Il n'était pas dans la "short list" des "papabile" qui circulait volontiers ici et là, dans cercles diplomatiques et spécialisés dans les affaires du Saint-Siège. Ainsi, des noms avaient été avancés tels le cardinal Luis Antonio Tagle (Manille) Fernando Chomali (Santiago du Chili), Mgr Parolin (Secrétaire d'État), Mattéo Maria Zuppi (Bologne) Pierrebatista Pizzabella ( Jérusalem) ou encore Jean-Marc Aveline (Marseille). Les uns avançaient un nouveau pape du Sud - comme François (Argentine) - avec quelque 65 électeurs cardinaux d'Afrique, d'Asie, d'Amérique latine, d'Océanie ou du Proche-Orient; d'autres donnaient le nom d'un élu de l'Ouest dont 53 européens avec en priorité un italien. C'est finalement un choix de synthèse qui a prévalu comme pour surmonter les divisions de l'Église aujourd'hui. Il a paru ainsi nécessaire d'opérer la reconquête de l'Église catholique pour conforter son influence.

Souci d’équilibre et d’apaisement

Comme cela a été relevé, Léon XIV s'inscrit sans doute dans le sillage de son prédécesseur mais avec un double souci d'équilibre et d'apaisement. En choisissant pour son règne le nom de Léon XIV- issu comme lui de l'ordre de Saint Augustin- c'est une autre continuité qui prévaut dans le sens d'une doctrine sociale de l'Église. Un pontificat donc tourné vers la modernité, la justice et de la solidarité sociale: les pauvres, les exclus, tous ce monde des marges et des "périphéries", comme disait le pape François. Léon XIV, né à Chicago, est sans doute davantage le pape des Américains plus que des États-Unis. C'est un homme du syncrétisme. Il a résidé quelque trente ans au Pérou; le rassemblement et l'unité donc après un pontificat de François passablement abrupt. Il est reconnu pour ses qualités de pasteur, missionnaire, homme de terrain.
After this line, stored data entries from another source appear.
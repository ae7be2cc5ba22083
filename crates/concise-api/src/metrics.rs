//! Prometheus metrics for the API server.

use std::time::Instant;

use axum::body::Body;
use axum::extract::MatchedPath;
use axum::http::{Request, Response};
use axum::middleware::Next;
use metrics::{counter, gauge, histogram};
use metrics_exporter_prometheus::{BuildError, PrometheusBuilder, PrometheusHandle};

/// Install the Prometheus metrics recorder.
/// Returns a handle that can be used to render metrics.
pub fn init_metrics() -> Result<PrometheusHandle, BuildError> {
    PrometheusBuilder::new().install_recorder()
}

/// Metric names as constants for consistency.
pub mod names {
    // HTTP metrics
    pub const HTTP_REQUESTS_TOTAL: &str = "concise_http_requests_total";
    pub const HTTP_REQUEST_DURATION_SECONDS: &str = "concise_http_request_duration_seconds";
    pub const HTTP_REQUESTS_IN_FLIGHT: &str = "concise_http_requests_in_flight";

    // Plan resolution metrics
    pub const PLAN_RESOLUTIONS_TOTAL: &str = "concise_plan_resolutions_total";
    pub const BILLING_LOOKUP_DURATION_SECONDS: &str = "concise_billing_lookup_duration_seconds";
    pub const BILLING_LOOKUP_FAILURES_TOTAL: &str = "concise_billing_lookup_failures_total";
    pub const BADGE_FALLBACKS_TOTAL: &str = "concise_badge_fallbacks_total";
}

/// Record an HTTP request.
pub fn record_http_request(method: &str, path: &str, status: u16, duration_secs: f64) {
    let labels = [
        ("method", method.to_string()),
        ("path", path.to_string()),
        ("status", status.to_string()),
    ];

    counter!(names::HTTP_REQUESTS_TOTAL, &labels).increment(1);
    histogram!(names::HTTP_REQUEST_DURATION_SECONDS, &labels).record(duration_secs);
}

/// Record a plan resolution outcome (active, free, unrecognized).
pub fn record_plan_resolution(outcome: &str) {
    let labels = [("outcome", outcome.to_string())];
    counter!(names::PLAN_RESOLUTIONS_TOTAL, &labels).increment(1);
}

/// Record billing lookup latency.
pub fn record_billing_lookup_duration(duration_secs: f64) {
    histogram!(names::BILLING_LOOKUP_DURATION_SECONDS).record(duration_secs);
}

/// Record a failed billing lookup.
pub fn record_billing_lookup_failure(kind: &str) {
    let labels = [("kind", kind.to_string())];
    counter!(names::BILLING_LOOKUP_FAILURES_TOTAL, &labels).increment(1);
}

/// Record a badge rendered as free because the lookup failed.
pub fn record_badge_fallback() {
    counter!(names::BADGE_FALLBACKS_TOTAL).increment(1);
}

/// Route template for metrics labels; unmatched paths collapse to one label.
fn route_label(request: &Request<Body>) -> String {
    request
        .extensions()
        .get::<MatchedPath>()
        .map(|path| path.as_str().to_string())
        .unwrap_or_else(|| "unmatched".to_string())
}

/// Metrics middleware for HTTP requests.
pub async fn metrics_middleware(request: Request<Body>, next: Next) -> Response<Body> {
    let method = request.method().to_string();
    let path = route_label(&request);
    let start = Instant::now();

    gauge!(names::HTTP_REQUESTS_IN_FLIGHT).increment(1.0);

    let response = next.run(request).await;

    gauge!(names::HTTP_REQUESTS_IN_FLIGHT).decrement(1.0);

    let status = response.status().as_u16();
    let duration = start.elapsed().as_secs_f64();

    record_http_request(&method, &path, status, duration);

    response
}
Ses premières paroles font déjà sens: la nécessité du "dialogue", de la "rencontre" et des "ponts"; "une Église synodale, une Église en chemin". Voici un an, dans un rare entretien au média Vatican News, il avait déclaré que les ecclésiastiques se préoccupaient "souvent de la doctrine" au risque " d'oublier que leur premier devoir est de communiquer la beauté et la joie de connaître Jésus". Il a lancé de manière explicite le besoin d'unité au sein de l'Église:" Je tiens à remercier tous mes frères cardinaux qui m'ont choisi pour être le successeur de Pierre et de marcher avec vous, en tant qu'Église unie, toujours à la recherche de la paix, de la justice..."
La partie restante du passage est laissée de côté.